3.2 Conformément à l’art. 28 al. 1 du règlement sur l'assurance-vieillesse et survivants du 31 octobre 1947 (RAVS - RS 831.101), dans sa teneur en vigueur du 1er janvier 2021 au 31 décembre 2022, les cotisations des personnes sans activité lucrative, pour lesquelles la cotisation minimale de CHF 413.- par année (art. 10 al. 2 LAVS) n’est pas prévue, sont déterminées sur la base de leur fortune et du revenu qu’elles tirent des rentes. Les rentes versées en application des art. 36 et 39 de la loi fédérale sur l’assurance-invalidité du 19 juin 1959 (LAI - 831.20) ne font pas partie du revenu sous forme de rente. Les cotisations se calculent comme suit : pour une fortune ou un revenu annuel acquis sous forme de rente multiplié par 20 se situant entre CHF 300'000.- et CHF 1'649'999.-, la cotisation annuelle s’élève à CHF 435.-, auxquels s’ajoute un supplément de CHF 87.- par tranche supplémentaire de CHF 50'000.- ; pour une fortune ou un revenu annuel acquis sous forme de rente multiplié par 20 se situant entre CHF 1'750'000.- et CHF 8'449'999.-, la cotisation annuelle s’élève à CHF 2'958.-, auxquels s’ajoute un supplément de CHF 130.50 par tranche supplémentaire de CHF 50'000.- ; pour une fortune ou un revenu annuel acquis sous forme de rente multiplié par 20 se situant entre à CHF 8'550'000.- et plus, la cotisation annuelle s’élève à CHF 20'650.-.

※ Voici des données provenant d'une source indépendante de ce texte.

//! Loopback host
//!
//! A host written as `file:///some/dir` stands for a machine whose
//! filesystem root is `/some/dir`. Uploads are plain copies below it and a
//! trigger runs the delivered program with the in-crate agent interpreter,
//! so a whole deploy can be exercised without a network.

use async_trait::async_trait;
use std::path::{Path, PathBuf};

use super::{Transfer, Trigger};
use crate::agent;
use crate::error::TransportError;
use crate::logging::*;

pub const SCHEME: &str = "file://";

pub struct LocalHost {
	root: PathBuf,
	public_dir: String,
	base_url: String,
}

/// Directory behind a `file://` host value
pub fn host_root(host: &str) -> Option<PathBuf> {
	host.strip_prefix(SCHEME).filter(|p| p.starts_with('/')).map(PathBuf::from)
}

impl LocalHost {
	pub fn new(
		root: impl Into<PathBuf>,
		public_dir: impl Into<String>,
		base_url: impl Into<String>,
	) -> Self {
		Self {
			root: root.into(),
			public_dir: public_dir.into(),
			base_url: base_url.into().trim_end_matches('/').to_string(),
		}
	}

	pub fn root(&self) -> &Path {
		&self.root
	}

	fn map(&self, remote_path: &str) -> PathBuf {
		self.root.join(remote_path.trim_start_matches('/'))
	}

	/// Delivered file a URL refers to
	fn resolve(&self, url: &str) -> Option<PathBuf> {
		let name = url.strip_prefix(&self.base_url)?.strip_prefix('/')?;
		if name.is_empty() || name.split('/').any(|s| s == "..") {
			return None;
		}
		Some(self.map(&self.public_dir).join(name))
	}
}

fn local_error(message: impl Into<String>) -> TransportError {
	TransportError::Local { message: message.into() }
}

#[async_trait]
impl Transfer for LocalHost {
	async fn upload(&self, local: &Path, remote_path: &str) -> Result<(), TransportError> {
		let dest = self.map(remote_path);
		if let Some(parent) = dest.parent() {
			tokio::fs::create_dir_all(parent).await?;
		}
		tokio::fs::copy(local, &dest).await?;
		debug!("Delivered {} to {}", local.display(), dest.display());
		Ok(())
	}
}

#[async_trait]
impl Trigger for LocalHost {
	async fn post(&self, url: &str, secret: &str) -> Result<String, TransportError> {
		let not_found = || TransportError::Status { url: url.to_string(), status: 404 };
		let program = self.resolve(url).ok_or_else(not_found)?;
		if !program.is_file() {
			return Err(not_found());
		}

		let secret = secret.to_string();
		tokio::task::spawn_blocking(move || agent::run(&program, &secret))
			.await
			.map_err(|e| local_error(format!("agent task failed: {}", e)))?
			.map_err(|e| local_error(format!("agent failed: {}", e)))
	}
}


// vim: ts=4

Si une personne n’exerçant aucune activité lucrative dispose à la fois d’une fortune et d’un revenu sous forme de rente, le montant de la rente annuelle multiplié par 20 est ajouté à la fortune (art. 28 al. 2 RAVS). Pour calculer la cotisation, on arrondit la fortune aux CHF 50'000.- inférieurs, compte tenu du revenu annuel acquis sous forme de rente multiplié par 20 (art. 28 al. 3 RAVS). Si une personne mariée doit payer des cotisations comme personne sans activité lucrative, ses cotisations sont déterminées sur la base de la moitié de la fortune et du revenu sous forme de rente du couple (art. 28 al. 4 1re phr. RAVS). Le Tribunal fédéral a admis la légalité et la constitutionnalité de l’art. 28 RAVS (ATF 143 V 254 consid. 6).

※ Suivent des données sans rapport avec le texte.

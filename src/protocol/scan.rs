//! Scan report records
//!
//! ```text
//! R:'/srv/www/app'            scan root, exactly one
//! D:493:'/public'             directory, permission bits in decimal
//! F:420:<sha256>:'/index.php' regular file
//! L:'../shared':'/storage'    symlink, target first
//! ?:'/fifo'                   anything else
//! ```

use std::collections::HashMap;

use super::quote::{quote, split_fields};
use super::ProtocolError;
use crate::logging::*;
use crate::types::{FileKind, FileRecord};

/// One decoded report line
#[derive(Debug, Clone, PartialEq, Eq)]
pub enum ScanLine {
	Root(String),
	Record(FileRecord),
}

pub fn encode_root(root: &str) -> String {
	format!("R:{}", quote(root))
}

pub fn encode_record(record: &FileRecord) -> String {
	match &record.kind {
		FileKind::Directory { mode } => format!("D:{}:{}", mode, quote(&record.path)),
		FileKind::File { mode, hash, .. } => {
			format!("F:{}:{}:{}", mode, hash, quote(&record.path))
		}
		FileKind::Symlink { target } => format!("L:{}:{}", quote(target), quote(&record.path)),
		FileKind::Unknown => format!("?:{}", quote(&record.path)),
	}
}

fn parse_mode(line: &str, field: &str) -> Result<u32, ProtocolError> {
	field.parse().map_err(|_| ProtocolError::malformed(line, format!("bad mode {:?}", field)))
}

pub fn decode_line(line: &str) -> Result<ScanLine, ProtocolError> {
	let fields = split_fields(line)?;
	let arity = |n: usize| {
		if fields.len() == n {
			Ok(())
		} else {
			Err(ProtocolError::malformed(line, format!("expected {} fields", n)))
		}
	};

	match fields[0].as_str() {
		"R" => {
			arity(2)?;
			Ok(ScanLine::Root(fields[1].clone()))
		}
		"D" => {
			arity(3)?;
			let mode = parse_mode(line, &fields[1])?;
			Ok(ScanLine::Record(FileRecord::directory(fields[2].clone(), mode)))
		}
		"F" => {
			arity(4)?;
			let mode = parse_mode(line, &fields[1])?;
			Ok(ScanLine::Record(FileRecord::file(fields[3].clone(), mode, fields[2].clone())))
		}
		"L" => {
			arity(3)?;
			Ok(ScanLine::Record(FileRecord::symlink(fields[2].clone(), fields[1].clone())))
		}
		"?" => {
			arity(2)?;
			Ok(ScanLine::Record(FileRecord::unknown(fields[1].clone())))
		}
		token => Err(ProtocolError::malformed(line, format!("unknown token {:?}", token))),
	}
}

/// Remote snapshot: records in report order, indexed by path
#[derive(Debug, Clone, Default)]
pub struct RemoteTree {
	/// Absolute remote path the records are relative to
	pub root: String,
	records: Vec<FileRecord>,
	index: HashMap<String, usize>,
}

impl RemoteTree {
	pub fn new(root: impl Into<String>) -> Self {
		RemoteTree { root: root.into(), records: Vec::new(), index: HashMap::new() }
	}

	/// Add a record; a repeated path replaces the earlier one in place
	pub fn insert(&mut self, record: FileRecord) {
		match self.index.get(&record.path) {
			Some(&i) => self.records[i] = record,
			None => {
				self.index.insert(record.path.clone(), self.records.len());
				self.records.push(record);
			}
		}
	}

	pub fn get(&self, path: &str) -> Option<&FileRecord> {
		self.index.get(path).map(|&i| &self.records[i])
	}

	pub(crate) fn position(&self, path: &str) -> Option<usize> {
		self.index.get(path).copied()
	}

	pub fn records(&self) -> &[FileRecord] {
		&self.records
	}

	pub fn len(&self) -> usize {
		self.records.len()
	}

	pub fn is_empty(&self) -> bool {
		self.records.is_empty()
	}
}

/// Decode a full scan response, skipping lines that do not parse
pub fn decode_report(text: &str) -> Result<RemoteTree, ProtocolError> {
	let mut root: Option<String> = None;
	let mut records = Vec::new();
	let mut failures = Vec::new();

	for line in text.split('\n').map(|l| l.trim_end_matches('\r')) {
		if line.is_empty() {
			continue;
		}
		match decode_line(line) {
			Ok(ScanLine::Root(path)) => {
				if root.is_some() {
					return Err(ProtocolError::DuplicateRoot);
				}
				root = Some(path);
			}
			Ok(ScanLine::Record(record)) => records.push(record),
			Err(e) => {
				if line.starts_with("[FAIL]") {
					failures.push(line.to_string());
				}
				debug!("Skipping scan line: {}", e);
			}
		}
	}

	let root = root.ok_or(ProtocolError::MissingRoot { failures })?;
	let mut tree = RemoteTree::new(root);
	for record in records {
		tree.insert(record);
	}
	Ok(tree)
}


// vim: ts=4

Les personnes qui n’exercent pas durablement une activité lucrative à plein temps acquittent les cotisations comme des personnes sans activité lucrative, lorsque, pour une année civile, les cotisations qu’elles paient sur le revenu d’un travail, ajoutées à celles dues par leur employeur, n’atteignent pas la moitié de la cotisation due selon l’art. 28 RAVS. Leurs cotisations payées sur le revenu d’un travail doivent dans tous les cas atteindre le montant de la cotisation minimale selon l’art. 28 RAVS (art. 28bis al.1 RAVS).

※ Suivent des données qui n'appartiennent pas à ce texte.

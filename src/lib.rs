//! # shipit - Transactional deploys without a shell
//!
//! shipit mirrors a local directory onto a host that can only be reached by
//! FTP uploads and HTTP requests. It asks a disposable scan agent for the
//! remote state, diffs it against the local tree, then ships a disposable
//! deploy agent carrying the changed files. The deploy agent backs up what
//! it touches and rolls everything back when a step fails.
//!
//! ## Quick Start
//!
//! ```rust,ignore
//! use shipit::config::ConfigLoader;
//! use shipit::deploy::DeployRunner;
//! use shipit::transport::local::LocalHost;
//!
//! #[tokio::main]
//! async fn main() -> Result<(), Box<dyn std::error::Error>> {
//!     let config = ConfigLoader::new().load(None)?;
//!     let host = LocalHost::new("/srv/fake", &*config.public_dir, &*config.base_url);
//!     let outcome = DeployRunner::new(&config, &host, &host).run(false).await?;
//!     for action in &outcome.actions {
//!         println!("{}", action);
//!     }
//!     Ok(())
//! }
//! ```

pub mod agent;
pub mod archive;
pub mod compare;
pub mod config;
pub mod deploy;
pub mod error;
pub mod exclusion;
pub mod logging;
pub mod paths;
pub mod protocol;
pub mod scan;
pub mod transport;
pub mod types;
pub mod util;

// Re-export commonly used types and functions
pub use config::{Config, ConfigLoader};
pub use deploy::{DeployOutcome, DeployRunner, DeployStatus};
pub use error::{AgentError, ArchiveError, ConfigError, DeployError, ScanError, TransportError};
pub use types::{Action, ActionKind, FileKind, FileRecord};

// vim: ts=4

3.3 Pour établir la fortune déterminante, les autorités fiscales cantonales se fondent sur la taxation passée en force de l’impôt cantonal. Elles tiennent compte des valeurs de répartitions intercantonales (art. 29 al. 3 RAVS). Les caisses de compensation sont liées par les données des autorités fiscales cantonales (art. 23 al. 4 RAVS, également applicable à la taxation des personnes sans activité lucrative par renvoi de l’art. 29 al. 7 RAVS).

3.4 L'impôt sur la fortune des personnes physiques a pour objet l'ensemble de la fortune nette (art. 13 al. 1 LHID) qui se détermine selon les règles d'évaluation prévues à l'art. 14 LHID. Selon l'art. 14 al. 1 LHID, la fortune est estimée à la valeur vénale. Toutefois, la valeur de rendement peut être prise en considération de façon appropriée, sous réserve des exceptions énumérées de manière exhaustive à l'art. 14 al. 2 et 3 LHID. Par principe de la valeur vénale au sens de l'art. 14 LHID, il faut entendre la valeur attribuée à un objet sur le marché des échanges économiques, lors d'un achat ou d'une vente dans des conditions normales, qu'un tiers serait prêt à payer (ATF 148 I 210 consid. 4.4.3 ; arrêt du Tribunal fédéral 9C_606/2024 du 28 février 2025 consid. 4.1 ; 9C_670/2022 du 19 avril 2023 consid. 3.1.3 et les références).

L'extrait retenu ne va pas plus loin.